BONAPARTE GAUTREAUX PIÑEYRO
El presidente Hipólito Mejía realizaba una obra importante para cada comunidad del país, cuando el Partido Revolucionario Dominicano ganó 30 de 31 senadurías, en el año 2002.

El pueblo respondió con un alud de votos blancos aquel 16 de mayo del 2002, en reconocimiento a la labor del gobierno.

No fue igual y no podía ser igual en el 2004, luego de un sunami económico que arrasó con tres bancos comerciales en el mismo año.

Le tocó a Hipólito Mejía y al Partido Revolucionario Dominicano y al PPH y a lo que se quiera, sacar las castañas del fuego cuando ya las llamas estaban muy altas.

¿Quién iba a pensar que se hacían tantas y tales diabluras con el ahorro del público?

Había que hacer frente a la situación y aguantar el chaparrón que no habían creado ni Hipólito ni el PRD.

Naturalmente, era más cómodo engañar al pueblo, pintarle pajaritos en el aire y echarle la culpa al gobierno de turno.

Una campaña electoral es un laboratorio del cual se sacan muchas experiencias interesantes.
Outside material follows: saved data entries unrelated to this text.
//! # Pipeline Module
//!
//! Modulo pipeline che separa le responsabilità in sottomoduli:
//! - `compression_pipeline`: Orchestratore principale per file e batch
//! - `worker_pool`: Esecuzione concorrente limitata dei job
//! - `progress_aggregator`: Stato di avanzamento condiviso thread-safe

pub mod compression_pipeline;
pub mod progress_aggregator;
pub mod worker_pool;

// Re-export delle struct principali
pub use compression_pipeline::{BatchReport, CompressionPipeline, FileReport, FileOutcome};
pub use progress_aggregator::{Phase, PhaseWeights, ProgressAggregator, ProgressSnapshot};
pub use worker_pool::{CancelToken, Job, JobStatus, WorkerPool, MAX_WORKERS_CEILING};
No todas las lecciones que se aprenden son buenas. Debemos aprender las buenas y asimilar las malas para cuando sea necesario combatirlas.

Muchos candidatos hacen las promesas de campaña como los amores de guardias o de estudiantes que difícilmente terminan en matrimonio.
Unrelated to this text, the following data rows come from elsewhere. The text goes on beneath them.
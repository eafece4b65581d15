use serde_json::json;
use uuid::Uuid;

use crate::{AppResult, Client, graphql::{GraphQlRequest, Operation}, model::Post};

/// A file picked for upload alongside a post.
#[derive(Debug, Clone)]
pub struct Attachment {
    pub file_name: String,
    pub content_type: String,
    pub bytes: Vec<u8>,
}

/// Publishes a post as the signed-in user. The attachment, if any, is
/// uploaded first under `posts/{uuid}-{file name}`.
///
/// Blank content is refused before anything is sent. Every failure is also
/// published as a notice.
pub async fn compose(client: &Client, content: &str, attachment: Option<Attachment>) -> AppResult<Post> {
    let content = content.trim();
    if content.is_empty() {
        client.notices.invalid("post", "Write something before posting.");
        return Err("post content is empty".into());
    }

    let result = publish(client, content, attachment).await;
    if let Err(err) = &result {
        client.notices.mutation_failed("publish your post", err);
    }
    result
}

async fn publish(client: &Client, content: &str, attachment: Option<Attachment>) -> AppResult<Post> {
    let mut media = Vec::new();
    if let Some(Attachment { file_name, content_type, bytes }) = attachment {
        let key = format!("posts/{}-{file_name}", Uuid::new_v4());
        client.store.upload(&key, bytes, &content_type).await?;
        tracing::debug!(key = %key, "attachment uploaded");
        media.push(key);
    }

    let post: Post = client
        .run(GraphQlRequest::new(
            Operation::CreatePost,
            json!({ "input": { "userID": client.user_id(), "content": content, "media": media } }),
        ))
        .await?;
    tracing::info!(post_id = %post.id, "post published");
    Ok(post)
}
use std::time::Duration;

use crate::AppResult;

/// Connection settings, read from the environment (and `.env` if present).
#[derive(Debug, Clone)]
pub struct ClientConfig {
    pub graphql_url: String,
    pub api_key: Option<String>,
    pub storage_url: String,
    pub auth_token_url: String,
    pub auth_userinfo_url: String,
    pub auth_revoke_url: Option<String>,
    pub client_id: String,
    pub client_secret: Option<String>,
    pub page_size: u32,
    pub url_ttl: Duration,
    pub log_level: String,
    pub log_format: LogFormat,
}

#[derive(Debug, Clone, Copy, PartialEq, Eq)]
pub enum LogFormat {
    Compact,
    Json,
}

impl ClientConfig {
    pub fn from_env() -> AppResult<Self> {
        dotenv::dotenv().ok();
        Self::from_lookup(|key| dotenv::var(key).ok())
    }

    /// Builds the config from any key lookup, so tests don't touch the process env.
    pub fn from_lookup(lookup: impl Fn(&str) -> Option<String>) -> AppResult<Self> {
        let required = |key: &str| -> AppResult<String> {
            lookup(key)
                .filter(|v| !v.trim().is_empty())
                .ok_or(format!("missing {key}").into())
        };

        let page_size = match lookup("CHIRPLINE_PAGE_SIZE") {
            Some(v) => v.parse()?,
            None => 100,
        };
        let url_ttl = match lookup("CHIRPLINE_URL_TTL_SECS") {
            Some(v) => Duration::from_secs(v.parse()?),
            None => Duration::from_secs(900),
        };
        let log_format = match lookup("CHIRPLINE_LOG_FORMAT").as_deref() {
            Some("json") => LogFormat::Json,
            _ => LogFormat::Compact,
        };

        Ok(ClientConfig {
            graphql_url: required("CHIRPLINE_GRAPHQL_URL")?,
            api_key: lookup("CHIRPLINE_API_KEY"),
            storage_url: required("CHIRPLINE_STORAGE_URL")?,
            auth_token_url: required("CHIRPLINE_AUTH_TOKEN_URL")?,
            auth_userinfo_url: required("CHIRPLINE_AUTH_USERINFO_URL")?,
            auth_revoke_url: lookup("CHIRPLINE_AUTH_REVOKE_URL"),
            client_id: required("CHIRPLINE_CLIENT_ID")?,
            client_secret: lookup("CHIRPLINE_CLIENT_SECRET"),
            page_size,
            url_ttl,
            log_level: lookup("CHIRPLINE_LOG").unwrap_or_else(|| "info".to_owned()),
            log_format,
        })
    }
}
El Presidente ecuatoriano José María Velazco Ibarra  respiró luego de prometer que haría un puente para el río, del fondo de los participantes un indito lo interrumpe y le dice:         Doctor, aquí no tenemos río.

Velazco Ibarra  dijo: Mucho mejor;  le hacemos el puente y le hacemos el río. Velazco Ibarra fue Presidente de Ecuador en cinco oportunidades.
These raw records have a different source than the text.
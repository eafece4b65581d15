//! `text/event-stream` framing for subscription responses.

#[derive(Debug, Clone, PartialEq, Eq)]
pub struct SseEvent {
    pub event: Option<String>,
    pub data: String,
}

/// Incremental decoder; feed it raw chunks as they arrive.
#[derive(Debug, Default)]
pub struct SseDecoder {
    buf: Vec<u8>,
    event: Option<String>,
    data: Vec<String>,
}

impl SseDecoder {
    pub fn new() -> Self {
        Self::default()
    }

    pub fn push(&mut self, chunk: &[u8]) -> Vec<SseEvent> {
        self.buf.extend_from_slice(chunk);
        let mut events = Vec::new();

        while let Some(pos) = self.buf.iter().position(|b| *b == b'\n') {
            let mut line: Vec<u8> = self.buf.drain(..=pos).collect();
            line.pop();
            if line.last() == Some(&b'\r') {
                line.pop();
            }
            let line = String::from_utf8_lossy(&line);

            if line.is_empty() {
                if !self.data.is_empty() || self.event.is_some() {
                    events.push(SseEvent {
                        event: self.event.take(),
                        data: self.data.join("\n"),
                    });
                    self.data.clear();
                }
                continue;
            }
            if line.starts_with(':') {
                continue;
            }

            let (field, value) = match line.split_once(':') {
                Some((field, value)) => (field, value.strip_prefix(' ').unwrap_or(value)),
                None => (&*line, ""),
            };
            match field {
                "event" => self.event = Some(value.to_owned()),
                "data" => self.data.push(value.to_owned()),
                _ => {}
            }
        }

        events
    }
}

#[cfg(test)]
mod tests {
    use super::*;

    #[test]
    fn frames_split_across_chunks() {
        let mut decoder = SseDecoder::new();
        assert!(decoder.push(b"event: next\ndata: {\"a\"").is_empty());
        let events = decoder.push(b":1}\n\n");
        assert_eq!(
            events,
            vec![SseEvent { event: Some("next".into()), data: "{\"a\":1}".into() }]
        );
    }

    #[test]
    fn comments_and_crlf_are_handled() {
        let mut decoder = SseDecoder::new();
        let events = decoder.push(b": keepalive\r\n\r\nevent: complete\r\ndata:\r\n\r\n");
        assert_eq!(events, vec![SseEvent { event: Some("complete".into()), data: String::new() }]);
    }

    #[test]
    fn multi_line_data_is_joined() {
        let mut decoder = SseDecoder::new();
        let events = decoder.push(b"data: one\ndata: two\n\n");
        assert_eq!(events[0].data, "one\ntwo");
        assert_eq!(events[0].event, None);
    }
}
Para el análisis de las propuestas hay que ver quién hace la oferta y si acostumbra tener bajo la manga un as que representa algo distinto a lo ofrecido.

El candidato tiene una trayectoria, una historia, un camino recorrido.

Estudiarlo es tarea de la oposición y el estudio debe ser conducido, al mismo tiempo, que el análisis de los medios de comunicación en los cuales hay tendencias, ocultamientos, una distribución caprichosa, arbitraria y/o interesada de las noticias relacionadas con uno u otro candidato.

La avalancha de publicidad a favor de un candidato puede cegar a muchos, pero también es un reflejo de que hay  quienes practican las más bajas artes en busca de obtener ganancia de causa. Aquella vieja frase, gastada para quienes se engancharon al carro de la corrupción: “el fin justifica los medios”, los hace actuar de tal manera que dejan ver de lejos sus intenciones de usar el poder con fines no justificables.

Hay una gran diferencia entre hablar florituras y hablar con la verdad.